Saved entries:
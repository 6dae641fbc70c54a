use std::path::PathBuf;
use std::time::Instant;

use crate::features::{field_bounds, Field, InputKind, RawInput, RawValue};
use crate::model::Predictor;
use crate::normalize::{encode_sex, ScalingConfig};
use crate::session::{PredictionSession, SaveOutcome};
use crate::tui::theme::ThemeColors;

const FLASH_SECS: u64 = 3;

#[derive(Debug, Clone, PartialEq)]
pub enum InputMode {
    Normal,
    Editing,
    Help,
    Breakdown,
}

#[derive(Debug, Clone, Copy, PartialEq)]
pub enum FlashKind {
    Success,
    Error,
    Info,
}

pub struct App {
    pub inputs: RawInput,
    pub session: PredictionSession,
    pub scaling: ScalingConfig,
    pub predictor: Box<dyn Predictor>,
    pub log_path: PathBuf,
    pub table_state: ratatui::widgets::TableState,
    pub input_mode: InputMode,
    pub edit_buffer: String,
    pub flash_message: Option<(String, FlashKind, Instant)>,
    pub should_quit: bool,
    pub theme: ThemeColors,
}

impl App {
    pub fn new(
        scaling: ScalingConfig,
        predictor: Box<dyn Predictor>,
        log_path: PathBuf,
        theme: ThemeColors,
    ) -> Self {
        let mut table_state = ratatui::widgets::TableState::default();
        table_state.select(Some(0));

        Self {
            inputs: Self::default_inputs(scaling.input),
            session: PredictionSession::new(),
            scaling,
            predictor,
            log_path,
            table_state,
            input_mode: InputMode::Normal,
            edit_buffer: String::new(),
            flash_message: None,
            should_quit: false,
            theme,
        }
    }

    /// Every field at its form default, so the first predict always has a full record.
    pub fn default_inputs(kind: InputKind) -> RawInput {
        RawInput::from_pairs(
            Field::ALL
                .iter()
                .map(|f| (*f, field_bounds(*f, kind).default)),
        )
    }

    pub fn selected_field(&self) -> Field {
        let i = self.table_state.selected().unwrap_or(0);
        Field::ALL[i.min(Field::COUNT - 1)]
    }

    pub fn next_row(&mut self) {
        let i = match self.table_state.selected() {
            Some(i) if i + 1 < Field::COUNT => i + 1,
            _ => 0,
        };
        self.table_state.select(Some(i));
    }

    pub fn previous_row(&mut self) {
        let i = match self.table_state.selected() {
            Some(0) | None => Field::COUNT - 1,
            Some(i) => i - 1,
        };
        self.table_state.select(Some(i));
    }

    pub fn show_flash(&mut self, msg: String, kind: FlashKind) {
        self.flash_message = Some((msg, kind, Instant::now()));
    }

    pub fn update_flash(&mut self) {
        if let Some((_, _, timestamp)) = self.flash_message {
            if timestamp.elapsed().as_secs() >= FLASH_SECS {
                self.flash_message = None;
            }
        }
    }

    /// Store a new value for a field. Any shown prediction no longer matches
    /// the form, so it is dropped.
    fn set_value(&mut self, field: Field, value: RawValue) {
        if self.inputs.get(field) != Some(&value) {
            self.inputs.set(field, value);
            self.session.clear();
        }
    }

    /// Enter on a row: the sex label toggles, numeric fields open the editor.
    pub fn start_edit(&mut self) {
        let field = self.selected_field();
        match self.inputs.get(field) {
            Some(RawValue::Label(label)) if field == Field::Sex => {
                let next = if encode_sex(label) == Some(1.0) { "Female" } else { "Male" };
                self.set_value(field, RawValue::Label(next.to_string()));
            }
            current => {
                self.edit_buffer = current.map(|v| v.to_string()).unwrap_or_default();
                self.input_mode = InputMode::Editing;
            }
        }
    }

    pub fn confirm_edit(&mut self) {
        let field = self.selected_field();
        let text = self.edit_buffer.trim().to_string();
        self.input_mode = InputMode::Normal;
        self.edit_buffer.clear();

        if text.is_empty() {
            self.inputs.remove(field);
            self.session.clear();
            self.show_flash(format!("Cleared {}", field), FlashKind::Info);
            return;
        }

        match RawValue::parse(&text) {
            RawValue::Number(n) if n.is_finite() => self.set_value(field, RawValue::Number(n)),
            RawValue::Label(label) if field == Field::Sex && encode_sex(&label).is_some() => {
                self.set_value(field, RawValue::Label(label))
            }
            _ => self.show_flash(format!("Invalid value for {}: '{}'", field, text), FlashKind::Error),
        }
    }

    pub fn cancel_edit(&mut self) {
        self.input_mode = InputMode::Normal;
        self.edit_buffer.clear();
    }

    /// Nudge the selected value by one step; labels toggle instead.
    pub fn step_selected(&mut self, up: bool) {
        let field = self.selected_field();
        let bounds = field_bounds(field, self.scaling.input);
        match self.inputs.get(field) {
            Some(RawValue::Number(n)) => {
                let next = bounds.step_value(*n, up);
                self.set_value(field, RawValue::Number(next));
            }
            Some(RawValue::Label(_)) => self.start_edit(),
            None => self.set_value(field, bounds.default),
        }
    }

    /// Reset every field to its form default.
    pub fn reset_inputs(&mut self) {
        self.inputs = Self::default_inputs(self.scaling.input);
        self.session.clear();
        self.show_flash("Form reset".to_string(), FlashKind::Info);
    }

    pub fn predict(&mut self) {
        let result = self
            .session
            .predict(&self.inputs, &self.scaling, self.predictor.as_ref())
            .map(|record| crate::output::format_prediction(record.prediction));
        match result {
            Ok(value) => self.show_flash(format!("Predicted: {}", value), FlashKind::Success),
            Err(e) => self.show_flash(format!("Error: {}", e), FlashKind::Error),
        }
    }

    pub fn save(&mut self) {
        match self.session.save(&self.log_path) {
            Ok(SaveOutcome::Saved) => {
                let msg = format!("Prediction saved to {}", self.log_path.display());
                self.show_flash(msg, FlashKind::Success);
            }
            Ok(SaveOutcome::NothingToSave) => {
                self.show_flash("Nothing to save yet (press p to predict)".to_string(), FlashKind::Info)
            }
            Err(e) => {
                crate::buffered_eprintln!("Warning: {}", e);
                self.show_flash(format!("Failed to save: {}", e), FlashKind::Error);
            }
        }
    }

    pub fn show_help(&mut self) {
        self.input_mode = InputMode::Help;
    }

    pub fn dismiss_overlay(&mut self) {
        self.input_mode = InputMode::Normal;
    }

    pub fn show_breakdown(&mut self) {
        if self.session.last_breakdown().is_some() {
            self.input_mode = InputMode::Breakdown;
        } else {
            self.show_flash("No prediction yet".to_string(), FlashKind::Info);
        }
    }
}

> [Directions for this task]: Some lines of the data above may hold the word "Editing"; state how many do, and give only that number.

> [Exercise response]: 2